Items listed in a dataset:
::::::::::
//! Daily aggregation of station measurements

use itertools::Itertools;

use super::window::ExposureWindow;
use crate::models::{DailyMeasurement, Measurement};

/// Arithmetic mean, `None` for an empty input
pub fn mean<I>(values: I) -> Option<f64>
where
    I: IntoIterator<Item = f64>,
{
    let (sum, count) = values
        .into_iter()
        .fold((0.0, 0_u64), |(sum, count), v| (sum + v, count + 1));
    (count > 0).then(|| sum / count as f64)
}

/// Slice of date-ordered measurements that falls inside the window
///
/// `measurements` must be sorted by date, as returned by
/// [`MeasurementSet::match_zip3`](super::zip3::MeasurementSet::match_zip3).
#[must_use]
pub fn restrict_to_window<'a>(
    measurements: &'a [Measurement],
    window: &ExposureWindow,
) -> &'a [Measurement] {
    debug_assert!(measurements.is_sorted_by_key(|m| m.date));
    let lo = measurements.partition_point(|m| m.date < window.start);
    let hi = measurements.partition_point(|m| m.date <= window.end);
    if lo >= hi { &[] } else { &measurements[lo..hi] }
}

/// Average all stations per calendar day
///
/// Input must be sorted by date; output has one row per distinct date, in
/// date order. Raw values are averaged over the stations that reported one.
#[must_use]
pub fn aggregate_daily(measurements: &[Measurement]) -> Vec<DailyMeasurement> {
    let by_date = measurements.iter().chunk_by(|m| m.date);

    let mut daily = Vec::new();
    for (date, readings) in &by_date {
        let readings: Vec<&Measurement> = readings.collect();
        let aqi = mean(readings.iter().map(|m| m.aqi)).unwrap_or(f64::NAN);
        let raw_value = mean(readings.iter().filter_map(|m| m.raw_value));
        daily.push(DailyMeasurement {
            date,
            raw_value,
            aqi,
        });
    }
    daily
}

/// Restrict to the window, then aggregate per day
#[must_use]
pub fn daily_in_window(measurements: &[Measurement], window: &ExposureWindow) -> Vec<DailyMeasurement> {
    aggregate_daily(restrict_to_window(measurements, window))
}
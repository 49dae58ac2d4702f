//! File input and output

pub mod parquet;

pub use self::parquet::{read_parquet, write_parquet};
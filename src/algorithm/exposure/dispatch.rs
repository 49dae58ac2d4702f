//! Parallel profile dispatch
//!
//! Runs the profile builder once per participant on a dedicated rayon pool.
//! Tasks share only the read-only measurement set; each writes its own
//! result slot, and results come back in input order regardless of which
//! worker finished first. The first failing participant aborts the batch.

use std::time::Instant;

use indicatif::ParallelProgressIterator;
use log::info;
use rayon::prelude::*;
use rayon::{ThreadPool, ThreadPoolBuilder};

use super::builder::ProfileBuilder;
use crate::config::ProfilingConfig;
use crate::error::Result;
use crate::models::{ExposureProfile, MatchState, ParticipantWindow};
use crate::utils::logging::progress;

/// Dedicated pool with `config.worker_count()` named threads
pub(crate) fn worker_pool(config: &ProfilingConfig) -> Result<ThreadPool> {
    Ok(ThreadPoolBuilder::new()
        .num_threads(config.worker_count())
        .thread_name(|i| format!("exposure-worker-{i}"))
        .build()?)
}

/// Profile every participant in parallel, preserving input order
///
/// The pool size is fixed for the whole call: `config.workers` if set,
/// otherwise available parallelism minus one (at least one thread).
///
/// # Errors
/// Returns an error if the worker pool cannot be created or if any
/// participant's profile fails; no partial results are returned.
pub fn dispatch_profiles(
    participants: &[ParticipantWindow],
    builder: &ProfileBuilder<'_>,
    config: &ProfilingConfig,
) -> Result<Vec<ExposureProfile>> {
    let start = Instant::now();
    let workers = config.worker_count();
    info!(
        "Profiling {} participants with {workers} worker threads",
        participants.len()
    );

    let pool = worker_pool(config)?;

    let pb = progress::profiling_progress_bar(participants.len(), config.show_progress);

    let profiles = pool.install(|| {
        participants
            .par_iter()
            .progress_with(pb.clone())
            .map(|participant| builder.build(participant))
            .collect::<Result<Vec<_>>>()
    });

    match &profiles {
        Ok(_) => progress::finish_progress_bar(&pb, Some("Profiling complete")),
        Err(_) => pb.abandon_with_message("Profiling aborted"),
    }
    let profiles = profiles?;

    let (no_zip, no_date) = profiles.iter().fold((0_usize, 0_usize), |(z, d), p| match p.state() {
        MatchState::NoZipMatch => (z + 1, d),
        MatchState::NoDateMatch => (z, d + 1),
        MatchState::Matched => (z, d),
    });
    info!(
        "Profiled {} participants in {:?} ({} matched, {no_zip} without zip3 data, {no_date} without data in window)",
        profiles.len(),
        start.elapsed(),
        profiles.len() - no_zip - no_date,
    );

    Ok(profiles)
}
//! Error handling for the exposure profiler.

use std::io;

use arrow::error::ArrowError;
use parquet::errors::ParquetError;

/// Errors raised while profiling a population
#[derive(Debug, thiserror::Error)]
pub enum Error {
    /// Required columns are absent from an input table
    #[error("{table} table is missing required columns: {}", missing.join(", "))]
    MissingColumns {
        /// Which input table was checked
        table: String,
        /// Every required column that was not found
        missing: Vec<String>,
    },

    /// A column exists but cannot be read as the expected type
    #[error("Column '{column}' cannot be read as {expected}")]
    InvalidDataType {
        /// Column name
        column: String,
        /// Human-readable expected type
        expected: String,
    },

    /// A participant row carries a null or unreadable date
    #[error("Malformed {column} for participant row {row}")]
    MalformedDate {
        /// Date column name
        column: String,
        /// Row index in the population table
        row: usize,
    },

    /// Window arithmetic left the representable date range
    #[error("Invalid exposure window: {0}")]
    InvalidWindow(String),

    /// Configuration rejected during validation
    #[error("Invalid configuration: {0}")]
    InvalidConfig(String),

    /// The same person appears twice in the population table
    #[error("Duplicate person_id '{0}' in population table")]
    DuplicatePersonId(String),

    /// Arrow error
    #[error("Arrow error: {0}")]
    Arrow(#[from] ArrowError),

    /// Parquet error
    #[error("Parquet error: {0}")]
    Parquet(#[from] ParquetError),

    /// IO error
    #[error("IO error: {0}")]
    Io(#[from] io::Error),

    /// Config file parsing error
    #[error("JSON error: {0}")]
    Json(#[from] serde_json::Error),

    /// Row serialization into Arrow failed
    #[error("Serialization error: {0}")]
    Serialization(#[from] serde_arrow::Error),

    /// The worker pool could not be created
    #[error("Thread pool error: {0}")]
    ThreadPool(#[from] rayon::ThreadPoolBuildError),
}

impl Error {
    /// Build a missing-columns error for a named table
    pub fn missing_columns<S: Into<String>>(table: S, missing: Vec<String>) -> Self {
        Self::MissingColumns {
            table: table.into(),
            missing,
        }
    }
}

/// Result type for profiler operations
pub type Result<T> = std::result::Result<T, Error>;
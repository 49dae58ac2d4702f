//! Measured-day coverage and mean values

use super::buckets::day_count;
use super::daily::mean;
use super::window::ExposureWindow;
use crate::models::{Coverage, DailyMeasurement, Measurement};

/// Mean raw value and mean AQI over a set of rows
#[derive(Debug, Clone, Copy, PartialEq)]
pub struct MeanValues {
    /// `None` when raw values are not defined for the parameter or none were recorded
    pub raw_value: Option<f64>,
    pub aqi: Option<f64>,
}

/// Means over every measurement of a zip3, regardless of date
#[must_use]
pub fn all_time_means(measurements: &[Measurement], include_raw: bool) -> MeanValues {
    MeanValues {
        raw_value: include_raw
            .then(|| mean(measurements.iter().filter_map(|m| m.raw_value)))
            .flatten(),
        aqi: mean(measurements.iter().map(|m| m.aqi)),
    }
}

/// Means over the day-aggregated rows of a window
#[must_use]
pub fn window_means(daily: &[DailyMeasurement], include_raw: bool) -> MeanValues {
    MeanValues {
        raw_value: include_raw
            .then(|| mean(daily.iter().filter_map(|d| d.raw_value)))
            .flatten(),
        aqi: mean(daily.iter().map(|d| d.aqi)),
    }
}

/// Measured-day counts and coverage ratio for a window
///
/// A non-positive diagnosis length leaves `data_coverage` missing.
#[must_use]
pub fn compute_coverage(daily: &[DailyMeasurement], window: &ExposureWindow) -> Coverage {
    let total_measured_days = day_count(daily.len());
    let measured_days_before_dx = day_count(
        daily
            .iter()
            .filter(|d| d.date <= window.dx_start)
            .count(),
    );
    let total_dx_days = window.dx_days();

    // Reversed periods are reported once, when the population is read
    let data_coverage = (total_dx_days > 0)
        .then(|| f64::from(total_measured_days) / total_dx_days as f64);

    Coverage {
        total_measured_days,
        measured_days_before_dx,
        total_dx_days,
        data_coverage,
    }
}
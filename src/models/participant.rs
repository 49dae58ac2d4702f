//! Study participant model

use chrono::NaiveDate;
use serde::{Deserialize, Serialize};

/// One participant's diagnosis period and geographic partition
#[derive(Debug, Clone, PartialEq, Eq, Serialize, Deserialize)]
pub struct ParticipantWindow {
    /// Join key; `None` when the population table carries a null identifier
    pub person_id: Option<String>,
    /// First three digits of the participant's postal code
    pub zip3: Option<String>,
    /// First day of the diagnosis period
    pub start_date: NaiveDate,
    /// Last day of the diagnosis period
    pub end_date: NaiveDate,
}

impl ParticipantWindow {
    /// Create a participant with a join key and zip3
    pub fn new(
        person_id: impl Into<String>,
        zip3: impl Into<String>,
        start_date: NaiveDate,
        end_date: NaiveDate,
    ) -> Self {
        Self {
            person_id: Some(person_id.into()),
            zip3: Some(zip3.into()),
            start_date,
            end_date,
        }
    }
}
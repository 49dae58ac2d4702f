//! Conversion of input tables into typed rows

use arrow::array::Array;
use arrow::record_batch::RecordBatch;
use log::{debug, warn};

use super::columns::{date_column, float_column, require_columns, string_column};
use crate::algorithm::exposure::builder::has_raw_values;
use crate::config::ProfilingConfig;
use crate::error::{Error, Result};
use crate::models::{Measurement, ParticipantWindow};

pub const PERSON_ID: &str = "person_id";
pub const ZIP3: &str = "zip3";
pub const START_DATE: &str = "start_date";
pub const END_DATE: &str = "end_date";
pub const AQI: &str = "aqi";

/// Columns every population table must expose
pub const POPULATION_COLUMNS: [&str; 4] = [PERSON_ID, ZIP3, START_DATE, END_DATE];

/// Read participant rows from a population table
///
/// Null `person_id` and `zip3` values are kept as `None`. A null or
/// unreadable date aborts the conversion.
///
/// # Errors
/// Returns [`Error::MissingColumns`] if any of the four required columns is
/// absent, or [`Error::MalformedDate`] for a null diagnosis date.
pub fn participants_from_batch(batch: &RecordBatch) -> Result<Vec<ParticipantWindow>> {
    require_columns(batch, "population", &POPULATION_COLUMNS)?;

    let person_ids = string_column(batch, PERSON_ID)?;
    let zip3s = string_column(batch, ZIP3)?;
    let start_dates = date_column(batch, START_DATE)?;
    let end_dates = date_column(batch, END_DATE)?;

    let participants = (0..batch.num_rows())
        .map(|row| {
            let start_date = start_dates
                .value_as_date(row)
                .filter(|_| start_dates.is_valid(row))
                .ok_or_else(|| malformed(START_DATE, row))?;
            let end_date = end_dates
                .value_as_date(row)
                .filter(|_| end_dates.is_valid(row))
                .ok_or_else(|| malformed(END_DATE, row))?;

            Ok(ParticipantWindow {
                person_id: person_ids
                    .is_valid(row)
                    .then(|| person_ids.value(row).to_string()),
                zip3: zip3s.is_valid(row).then(|| zip3s.value(row).to_string()),
                start_date,
                end_date,
            })
        })
        .collect::<Result<Vec<_>>>()?;

    let reversed = reversed_periods(&participants);
    if reversed > 0 {
        warn!(
            "{reversed} participants have start_date after end_date; their data_coverage is left missing"
        );
    }

    Ok(participants)
}

/// Number of participants whose diagnosis period ends before it starts
#[must_use]
pub fn reversed_periods(participants: &[ParticipantWindow]) -> usize {
    participants
        .iter()
        .filter(|p| p.start_date > p.end_date)
        .count()
}

/// Columns a measurement table must expose for `param_name`
#[must_use]
pub fn measurement_columns<'a>(config: &'a ProfilingConfig, param_name: &str) -> Vec<&'a str> {
    let mut columns = vec![ZIP3, config.date_column.as_str(), AQI];
    if has_raw_values(param_name) {
        columns.push(config.raw_value_column.as_str());
    }
    columns
}

/// Read measurement rows for one parameter
///
/// Rows with a null zip3, date or AQI cannot be placed in a severity band and
/// are discarded. The raw value column is only read when the parameter
/// defines raw values.
///
/// # Errors
/// Returns [`Error::MissingColumns`] if a required column is absent.
pub fn measurements_from_batch(
    batch: &RecordBatch,
    config: &ProfilingConfig,
    param_name: &str,
) -> Result<Vec<Measurement>> {
    require_columns(batch, "measurement", &measurement_columns(config, param_name))?;

    let zip3s = string_column(batch, ZIP3)?;
    let dates = date_column(batch, &config.date_column)?;
    let aqis = float_column(batch, AQI)?;
    let raw_values = if has_raw_values(param_name) {
        Some(float_column(batch, &config.raw_value_column)?)
    } else {
        None
    };

    let measurements: Vec<Measurement> = (0..batch.num_rows())
        // A day whose readings all lack aqi is not a measured day here, so it
        // never reaches the open-ended top band
        .filter(|&row| zip3s.is_valid(row) && dates.is_valid(row) && aqis.is_valid(row))
        .filter_map(|row| {
            let date = dates.value_as_date(row)?;
            let raw_value = raw_values
                .as_ref()
                .and_then(|values| values.is_valid(row).then(|| values.value(row)));
            Some(Measurement {
                zip3: zip3s.value(row).to_string(),
                date,
                raw_value,
                aqi: aqis.value(row),
            })
        })
        .collect();

    let discarded = batch.num_rows() - measurements.len();
    if discarded > 0 {
        debug!("Discarded {discarded} {param_name} measurements with null zip3, date or aqi");
    }

    Ok(measurements)
}

fn malformed(column: &str, row: usize) -> Error {
    Error::MalformedDate {
        column: column.to_string(),
        row,
    }
}
//! Environmental measurement models

use chrono::NaiveDate;
use serde::{Deserialize, Serialize};

/// A single station reading for one parameter
#[derive(Debug, Clone, PartialEq, Serialize, Deserialize)]
pub struct Measurement {
    /// Geographic partition of the monitoring station
    pub zip3: String,
    /// Calendar day of the reading
    pub date: NaiveDate,
    /// Parameter-specific value (e.g. concentration); absent for the `aqi` parameter
    pub raw_value: Option<f64>,
    /// Normalized air-quality index
    pub aqi: f64,
}

impl Measurement {
    pub fn new(zip3: impl Into<String>, date: NaiveDate, raw_value: Option<f64>, aqi: f64) -> Self {
        Self {
            zip3: zip3.into(),
            date,
            raw_value,
            aqi,
        }
    }
}

/// Station-averaged values for one calendar day
#[derive(Debug, Clone, Copy, PartialEq, Serialize, Deserialize)]
pub struct DailyMeasurement {
    pub date: NaiveDate,
    /// Mean of the non-null raw values recorded that day
    pub raw_value: Option<f64>,
    /// Mean AQI across stations
    pub aqi: f64,
}
//! Zip3 partitioning of the measurement table

use std::ops::Range;

use log::debug;
use rustc_hash::FxHashMap;

use crate::models::Measurement;

/// Read-only measurement table partitioned by zip3
///
/// Measurements are stored sorted by `(zip3, date)`, so every zip3 partition
/// is a contiguous, date-ordered slice. Rows sharing a key keep their input
/// order, which keeps downstream floating-point sums reproducible.
#[derive(Debug, Clone, Default)]
pub struct MeasurementSet {
    measurements: Vec<Measurement>,
    partitions: FxHashMap<String, Range<usize>>,
}

impl MeasurementSet {
    /// Build the partitioned set from unordered measurements
    #[must_use]
    pub fn new(mut measurements: Vec<Measurement>) -> Self {
        measurements.sort_by(|a, b| a.zip3.cmp(&b.zip3).then(a.date.cmp(&b.date)));

        let mut partitions = FxHashMap::default();
        let mut start = 0;
        for end in 1..=measurements.len() {
            if end == measurements.len() || measurements[end].zip3 != measurements[start].zip3 {
                partitions.insert(measurements[start].zip3.clone(), start..end);
                start = end;
            }
        }

        debug!(
            "Partitioned {} measurements into {} zip3 regions",
            measurements.len(),
            partitions.len()
        );

        Self {
            measurements,
            partitions,
        }
    }

    /// Measurements recorded in `zip3`, ordered by date
    ///
    /// Empty when no station exists in the region.
    #[must_use]
    pub fn match_zip3(&self, zip3: &str) -> &[Measurement] {
        match self.partitions.get(zip3) {
            Some(range) => &self.measurements[range.clone()],
            None => &[],
        }
    }

    #[must_use]
    pub fn len(&self) -> usize {
        self.measurements.len()
    }

    #[must_use]
    pub fn is_empty(&self) -> bool {
        self.measurements.is_empty()
    }

    /// Number of distinct zip3 regions with at least one measurement
    #[must_use]
    pub fn region_count(&self) -> usize {
        self.partitions.len()
    }
}

impl From<Vec<Measurement>> for MeasurementSet {
    fn from(measurements: Vec<Measurement>) -> Self {
        Self::new(measurements)
    }
}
::::::::::
**EXERCISE**
Using the records above, copy all lines that include the word "aqis".

**TASK ANSWER**
    let aqis = float_column(batch, AQI)?;
        .filter(|&row| zip3s.is_valid(row) && dates.is_valid(row) && aqis.is_valid(row))
                aqi: aqis.value(row),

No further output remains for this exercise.